* **DESCRIPTION OF THE TASK**
Your output should repeat each record below with no differences.

* **THE RECORDS**
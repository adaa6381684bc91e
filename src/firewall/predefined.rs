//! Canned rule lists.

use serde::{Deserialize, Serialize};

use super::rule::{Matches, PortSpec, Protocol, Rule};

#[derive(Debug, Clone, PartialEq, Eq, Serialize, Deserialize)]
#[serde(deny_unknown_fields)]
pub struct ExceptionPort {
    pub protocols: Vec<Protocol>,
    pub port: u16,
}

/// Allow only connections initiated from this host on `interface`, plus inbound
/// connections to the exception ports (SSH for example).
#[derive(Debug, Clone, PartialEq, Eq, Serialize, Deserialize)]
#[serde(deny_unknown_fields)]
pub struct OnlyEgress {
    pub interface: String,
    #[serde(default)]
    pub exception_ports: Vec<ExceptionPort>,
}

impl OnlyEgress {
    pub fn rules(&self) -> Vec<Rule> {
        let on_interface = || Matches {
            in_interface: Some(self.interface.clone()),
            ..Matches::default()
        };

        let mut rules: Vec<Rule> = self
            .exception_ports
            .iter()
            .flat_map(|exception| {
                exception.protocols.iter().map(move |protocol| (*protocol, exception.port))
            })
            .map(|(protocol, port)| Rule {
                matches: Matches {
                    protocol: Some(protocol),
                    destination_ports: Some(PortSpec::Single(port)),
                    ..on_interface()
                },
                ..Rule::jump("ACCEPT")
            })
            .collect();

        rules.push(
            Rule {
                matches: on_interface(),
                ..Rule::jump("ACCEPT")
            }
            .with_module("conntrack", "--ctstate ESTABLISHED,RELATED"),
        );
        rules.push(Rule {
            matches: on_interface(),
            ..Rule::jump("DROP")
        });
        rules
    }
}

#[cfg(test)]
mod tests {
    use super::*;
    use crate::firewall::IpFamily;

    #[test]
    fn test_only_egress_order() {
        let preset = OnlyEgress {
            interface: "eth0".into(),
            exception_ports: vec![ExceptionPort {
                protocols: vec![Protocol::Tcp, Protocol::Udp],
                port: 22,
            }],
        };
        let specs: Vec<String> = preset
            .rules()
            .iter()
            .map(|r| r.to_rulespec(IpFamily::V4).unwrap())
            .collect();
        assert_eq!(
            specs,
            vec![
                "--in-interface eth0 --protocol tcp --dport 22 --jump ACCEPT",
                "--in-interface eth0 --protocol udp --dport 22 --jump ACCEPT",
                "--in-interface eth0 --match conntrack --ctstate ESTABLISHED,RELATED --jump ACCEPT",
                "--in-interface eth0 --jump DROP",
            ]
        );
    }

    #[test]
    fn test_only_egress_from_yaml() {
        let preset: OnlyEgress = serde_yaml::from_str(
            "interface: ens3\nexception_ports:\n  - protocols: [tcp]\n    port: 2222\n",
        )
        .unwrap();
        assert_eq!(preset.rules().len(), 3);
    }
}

* **SOLVED EXERCISE**
repository adaa6381684bc91e
filename src/firewall/predefined.rs
//! Canned rule lists.

use serde::{Deserialize, Serialize};

use super::rule::{Matches, PortSpec, Protocol, Rule};

#[derive(Debug, Clone, PartialEq, Eq, Serialize, Deserialize)]
#[serde(deny_unknown_fields)]
pub struct ExceptionPort {
    pub protocols: Vec<Protocol>,
    pub port: u16,
}

/// Allow only connections initiated from this host on `interface`, plus inbound
/// connections to the exception ports (SSH for example).
#[derive(Debug, Clone, PartialEq, Eq, Serialize, Deserialize)]
#[serde(deny_unknown_fields)]
pub struct OnlyEgress {
    pub interface: String,
    #[serde(default)]
    pub exception_ports: Vec<ExceptionPort>,
}

impl OnlyEgress {
    pub fn rules(&self) -> Vec<Rule> {
        let on_interface = || Matches {
            in_interface: Some(self.interface.clone()),
            ..Matches::default()
        };

        let mut rules: Vec<Rule> = self
            .exception_ports
            .iter()
            .flat_map(|exception| {
                exception.protocols.iter().map(move |protocol| (*protocol, exception.port))
            })
            .map(|(protocol, port)| Rule {
                matches: Matches {
                    protocol: Some(protocol),
                    destination_ports: Some(PortSpec::Single(port)),
                    ..on_interface()
                },
                ..Rule::jump("ACCEPT")
            })
            .collect();

        rules.push(
            Rule {
                matches: on_interface(),
                ..Rule::jump("ACCEPT")
            }
            .with_module("conntrack", "--ctstate ESTABLISHED,RELATED"),
        );
        rules.push(Rule {
            matches: on_interface(),
            ..Rule::jump("DROP")
        });
        rules
    }
}

#[cfg(test)]
mod tests {
    use super::*;
    use crate::firewall::IpFamily;

    #[test]
    fn test_only_egress_order() {
        let preset = OnlyEgress {
            interface: "eth0".into(),
            exception_ports: vec![ExceptionPort {
                protocols: vec![Protocol::Tcp, Protocol::Udp],
                port: 22,
            }],
        };
        let specs: Vec<String> = preset
            .rules()
            .iter()
            .map(|r| r.to_rulespec(IpFamily::V4).unwrap())
            .collect();
        assert_eq!(
            specs,
            vec![
                "--in-interface eth0 --protocol tcp --dport 22 --jump ACCEPT",
                "--in-interface eth0 --protocol udp --dport 22 --jump ACCEPT",
                "--in-interface eth0 --match conntrack --ctstate ESTABLISHED,RELATED --jump ACCEPT",
                "--in-interface eth0 --jump DROP",
            ]
        );
    }

    #[test]
    fn test_only_egress_from_yaml() {
        let preset: OnlyEgress = serde_yaml::from_str(
            "interface: ens3\nexception_ports:\n  - protocols: [tcp]\n    port: 2222\n",
        )
        .unwrap();
        assert_eq!(preset.rules().len(), 3);
    }
}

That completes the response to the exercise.